Hyrule Warriors Legends Review – The Dynasty of Zelda Goes Portable


Developed by Koei Tecmo. Published by Nintendo. Releases on March 25, 2016. Available on Nintendo 3DS. Review copy provided by publisher.

When Hyrule Warriors released for the Wii U, it masterfully merged the frantic action of Dynasty Warriors with the enchanting lore, and characters, of the Legend of Zelda universe. The story fused three separate games – and thus, three separate eras – into one dynamic experience with interdimensional crossovers. In a 2014 review of the game, we wrote: “Omega Force superbly balances the beat ’em all combat of Dynasty Warriors with the enchanting world of The Legend of Zelda. With a meaty combat system and tons of stuff to uncover, Hyrule Warriors is a mad idea that should logically get old after an hour, but never does. It’s a novelty that can’t quit being novel, and I love it to death.”

hyrule warriors legends

Hyrule Warriors Legends is a 3DS port of the game, although it brings just enough new content that commenting on it simply as a “port” feels unfair. However, before jumping into the meat of the review, I first want to issue a warning. The game’s box states that, in order to switch on 3D graphics, you will need a “new” 3DS. Aside from this, there is no indication that the game itself is a new 3DS exclusive – but it should be. On the older 3DS model, the game consistently ran below 30fps with frequent hiccups – particularly during more complicated combos, special attacks, and boss battles. In between screens there are extended periods of lag – for example, most cutscenes can be skipped, however when doing so on the older system, there can be anywhere from 15-20 seconds of a black screen while the audio continues, and this is outside of the time where the game indicates it is either loading or saving. In all honesty, I went out and purchased a new 3DS just so I could progress with my review. I personally would advise against picking this game up altogether unless you own, or intend to purchase, a new 3DS.

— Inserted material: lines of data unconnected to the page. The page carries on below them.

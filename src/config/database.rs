//! Database configuration module for `PanelBuddy`.
//!
//! This module handles `SQLite` database connection and table creation using `SeaORM`.
//! Tables are generated from the entity definitions with
//! `Schema::create_table_from_entity`, so the schema always matches the Rust structs.

use crate::entities::{ReactionRole, ReactionRolePanel, TicketChoice, TicketPanel};
use crate::errors::Result;
use sea_orm::{ConnectionTrait, Database, DatabaseConnection, EntityTrait, Schema};
use tracing::info;

/// Default location of the `SQLite` database file.
pub const DEFAULT_DATABASE_URL: &str = "sqlite://data/panel_buddy.sqlite?mode=rwc";

/// Gets the database URL from the `DATABASE_URL` environment variable, falling back to
/// a local `SQLite` file.
#[must_use]
pub fn get_database_url() -> String {
    std::env::var("DATABASE_URL").unwrap_or_else(|_| DEFAULT_DATABASE_URL.to_string())
}

/// Establishes a connection to the database named by [`get_database_url`].
pub async fn create_connection() -> Result<DatabaseConnection> {
    let url = get_database_url();
    if url == DEFAULT_DATABASE_URL {
        // SQLite creates the file but not its directory
        std::fs::create_dir_all("data")?;
    }
    info!("Connecting to database at {url}");
    Database::connect(&url).await.map_err(Into::into)
}

async fn create_table<E: EntityTrait>(
    db: &DatabaseConnection,
    schema: &Schema,
    entity: E,
) -> Result<()> {
    let builder = db.get_database_backend();
    let mut statement = schema.create_table_from_entity(entity);
    statement.if_not_exists();
    db.execute(builder.build(&statement)).await?;
    Ok(())
}

/// Creates all tables that do not exist yet.
///
/// Parent tables are created before the tables referencing them.
pub async fn create_tables(db: &DatabaseConnection) -> Result<()> {
    let schema = Schema::new(db.get_database_backend());

    create_table(db, &schema, TicketPanel).await?;
    create_table(db, &schema, TicketChoice).await?;
    create_table(db, &schema, ReactionRolePanel).await?;
    create_table(db, &schema, ReactionRole).await?;

    Ok(())
}

#[cfg(test)]
mod tests {
    use super::*;
    use crate::entities::{
        reaction_role::Model as ReactionRoleModel,
        reaction_role_panel::Model as ReactionRolePanelModel,
        ticket_choice::Model as TicketChoiceModel, ticket_panel::Model as TicketPanelModel,
    };
    use sea_orm::QuerySelect;

    #[tokio::test]
    async fn test_create_tables() -> Result<()> {
        let db = Database::connect("sqlite::memory:").await?;
        create_tables(&db).await?;

        // Test that tables exist by querying them
        let _: Vec<TicketPanelModel> = TicketPanel::find().limit(1).all(&db).await?;
        let _: Vec<TicketChoiceModel> = TicketChoice::find().limit(1).all(&db).await?;
        let _: Vec<ReactionRolePanelModel> = ReactionRolePanel::find().limit(1).all(&db).await?;
        let _: Vec<ReactionRoleModel> = ReactionRole::find().limit(1).all(&db).await?;

        Ok(())
    }

    #[tokio::test]
    async fn test_create_tables_is_repeatable() -> Result<()> {
        let db = Database::connect("sqlite::memory:").await?;
        create_tables(&db).await?;
        create_tables(&db).await?;
        Ok(())
    }
}
//! Values collected by wizard steps.
//!
//! A step produces exactly one [`Value`]. Accepted values are accumulated in a
//! [`Collected`] map keyed by the step key, which is what a finished wizard hands
//! to its configuration sink.

use std::collections::BTreeMap;
use std::fmt;

/// Button style accepted for list entries (ticket choices, reaction roles).
#[derive(Clone, Copy, Debug, PartialEq, Eq, Hash)]
pub enum ButtonStyleToken {
    /// Blurple
    Primary,
    /// Grey
    Secondary,
    /// Green
    Success,
    /// Red
    Danger,
}

impl ButtonStyleToken {
    /// Canonical lowercase name, as stored in the database.
    #[must_use]
    pub const fn as_str(self) -> &'static str {
        match self {
            Self::Primary => "primary",
            Self::Secondary => "secondary",
            Self::Success => "success",
            Self::Danger => "danger",
        }
    }
}

impl fmt::Display for ButtonStyleToken {
    fn fmt(&self, f: &mut fmt::Formatter<'_>) -> fmt::Result {
        f.write_str(self.as_str())
    }
}

/// One item of a list-building step.
#[derive(Clone, Debug, PartialEq, Eq)]
pub struct ListEntry {
    /// Value picked from the step's picker (e.g. a role id), if the step has one
    pub value: Option<String>,
    /// Human-readable label, possibly empty when the form makes it optional
    pub label: String,
    /// Emoji token, already validated against the emoji grammar
    pub emoji: Option<String>,
    /// Button style, already normalised from its synonym
    pub style: Option<ButtonStyleToken>,
    /// Free-form description
    pub description: Option<String>,
}

impl ListEntry {
    /// Short one-line summary used by prompts and completion summaries.
    #[must_use]
    pub fn summary(&self) -> String {
        let mut parts = Vec::new();
        if let Some(emoji) = &self.emoji {
            parts.push(emoji.clone());
        }
        if !self.label.is_empty() {
            parts.push(self.label.clone());
        }
        if let Some(value) = &self.value {
            parts.push(format!("<@&{value}>"));
        }
        if parts.is_empty() {
            "(unnamed)".to_string()
        } else {
            parts.join(" ")
        }
    }
}

/// A value accepted by a step.
#[derive(Clone, Debug, PartialEq, Eq)]
pub enum Value {
    /// Optional step skipped with no default
    Empty,
    /// Single selection (an id or a static option value)
    Choice(String),
    /// Multiple selections, in selection order
    Choices(Vec<String>),
    /// Parsed integer
    Number(i64),
    /// Submitted form fields, keyed by field key
    Fields(BTreeMap<String, String>),
    /// Entries of a list-building step
    List(Vec<ListEntry>),
    /// Confirmation step passed
    Confirmed,
}

impl Value {
    /// Whether this value counts as "nothing collected" for a required step.
    #[must_use]
    pub fn is_empty(&self) -> bool {
        match self {
            Self::Empty => true,
            Self::Choice(choice) => choice.is_empty(),
            Self::Choices(choices) => choices.is_empty(),
            Self::Fields(fields) => fields.values().all(|v| v.trim().is_empty()),
            Self::List(entries) => entries.is_empty(),
            Self::Number(_) | Self::Confirmed => false,
        }
    }
}

/// The collected map: step key to accepted value, in key order.
#[derive(Clone, Debug, Default, PartialEq, Eq)]
pub struct Collected(BTreeMap<String, Value>);

impl Collected {
    /// Creates an empty map.
    #[must_use]
    pub fn new() -> Self {
        Self::default()
    }

    /// Stores the accepted value of a step.
    pub fn insert(&mut self, key: impl Into<String>, value: Value) {
        self.0.insert(key.into(), value);
    }

    /// Raw access to a step's value.
    #[must_use]
    pub fn get(&self, key: &str) -> Option<&Value> {
        self.0.get(key)
    }

    /// Number of stored step values.
    #[must_use]
    pub fn len(&self) -> usize {
        self.0.len()
    }

    /// Whether no step has been completed yet.
    #[must_use]
    pub fn is_empty(&self) -> bool {
        self.0.is_empty()
    }

    /// Single choice stored under `key`.
    #[must_use]
    pub fn choice(&self, key: &str) -> Option<&str> {
        match self.0.get(key) {
            Some(Value::Choice(choice)) => Some(choice.as_str()),
            _ => None,
        }
    }

    /// Integer stored under `key`.
    #[must_use]
    pub fn number(&self, key: &str) -> Option<i64> {
        match self.0.get(key) {
            Some(Value::Number(n)) => Some(*n),
            _ => None,
        }
    }

    /// List entries stored under `key`, empty when absent.
    #[must_use]
    pub fn list(&self, key: &str) -> &[ListEntry] {
        match self.0.get(key) {
            Some(Value::List(entries)) => entries,
            _ => &[],
        }
    }

    /// Form fields stored under `key`.
    #[must_use]
    pub fn fields(&self, key: &str) -> Option<&BTreeMap<String, String>> {
        match self.0.get(key) {
            Some(Value::Fields(fields)) => Some(fields),
            _ => None,
        }
    }

    /// One trimmed, non-empty form field of the step stored under `key`.
    #[must_use]
    pub fn text(&self, key: &str, field: &str) -> Option<&str> {
        self.fields(key)
            .and_then(|fields| fields.get(field))
            .map(|v| v.trim())
            .filter(|v| !v.is_empty())
    }
}

#[cfg(test)]
mod tests {
    use super::*;

    #[test]
    fn test_value_emptiness() {
        assert!(Value::Empty.is_empty());
        assert!(Value::Choices(Vec::new()).is_empty());
        assert!(Value::Fields(BTreeMap::from([("a".to_string(), "  ".to_string())])).is_empty());
        assert!(!Value::Number(0).is_empty());
        assert!(!Value::Choice("123".to_string()).is_empty());
    }

    #[test]
    fn test_collected_typed_getters() {
        let mut collected = Collected::new();
        collected.insert("role", Value::Choice("42".to_string()));
        collected.insert("max", Value::Number(3));
        collected.insert(
            "message",
            Value::Fields(BTreeMap::from([("title".to_string(), " Roles ".to_string())])),
        );

        assert_eq!(collected.choice("role"), Some("42"));
        assert_eq!(collected.number("max"), Some(3));
        assert_eq!(collected.number("role"), None);
        assert_eq!(collected.text("message", "title"), Some("Roles"));
        assert_eq!(collected.text("message", "description"), None);
        assert!(collected.list("missing").is_empty());
        assert_eq!(collected.len(), 3);
    }

    #[test]
    fn test_entry_summary() {
        let entry = ListEntry {
            value: Some("99".to_string()),
            label: "Member".to_string(),
            emoji: Some("✅".to_string()),
            style: None,
            description: None,
        };
        assert_eq!(entry.summary(), "✅ Member <@&99>");
    }
}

The new 3DS handles the game extremely well, although it is not without its own technical issues. Switching on 3D dramatically impacts the game’s performance, with frequent clipping and lag, again mostly during combos, special attacks, and boss battles. I ended up playing the majority of the game with 3D turned off. Additionally, despite the similarities in story between the two games, the 3DS version is, aesthetically, completely different from the Wii U version. The colors are brighter, textures and details are not just simpler, but are also blurred, even in the game’s menu.

This is not to say the game is without its improvements over its Wii U kin. The best new feature in Hyrule Warriors Legends is the ability to fluidly switch between different characters at will during any particular stage that allows for multiple characters, making map management not only significantly simpler, but also incorporating a much more strategic element into the otherwise frantic game. Outside of switching between characters, you can also issue commands to the other playable characters, instructing them where to go. Another significant perk to map management comes in the form of the Ocarina, which allows you to warp to scattered owl statues once they are unlocked, giving you the option of easily teleporting to any of these activated areas from anywhere on the map.


The story-line itself stays true to the Wii U original, although there are additions that add a bit of content to the story. The game’s new characters strengthen the experience, with Toon Link, Tetra, and King Daphnes each representing Wind Waker with fun and unique movesets, while Skull Kid stays playful and mischievous, even in battle. The shining star of the game as far as new entries, however, came in the form of Linkle, who comes equipped with a pair of crossbows and a delightfully poor sense of direction. Linkle was a dominating force in battle, and I spent more time commanding other characters than switching to them on maps when she was playable. Unfortunately her story was very bare bones and doesn’t offer a significant amount of new content. I was left with a lot of questions about her role in the overall story, which she did not have a significant impact on one way or the other, feeling more like an afterthought than anything else. The 3DS version will get you a code that you can use if you own the Wii U version of the game, so that you can unlock these new characters on the other system.

Hyrule Warriors was a stunning game when it released, and Hyrule Legends Warriors brings the excitement of the game to a handheld experience. Little compares to the fun of slashing through hordes of Dark Forces soldiers while riding the bus or waiting in the doctor’s office. However, the game’s brilliant improvements to map management and charming new character additions are overshadowed by the disappointing graphics and the game’s inability to function properly with 3D on.

Bottom Line: Hyrule Warriors Legends should have been made a new 3DS exclusive, as the performance issues on the older system make the game nearly unplayable. However, the new characters, and the ability to swap fluidly between playable characters, make the game feel more fresh than a standard port.

Recommendation: If you have a new 3DS, and have no intention of turning on 3D while you’re playing, Hyrule Warriors Legends is definitely a fun experience, even in spite of the disappointing graphics.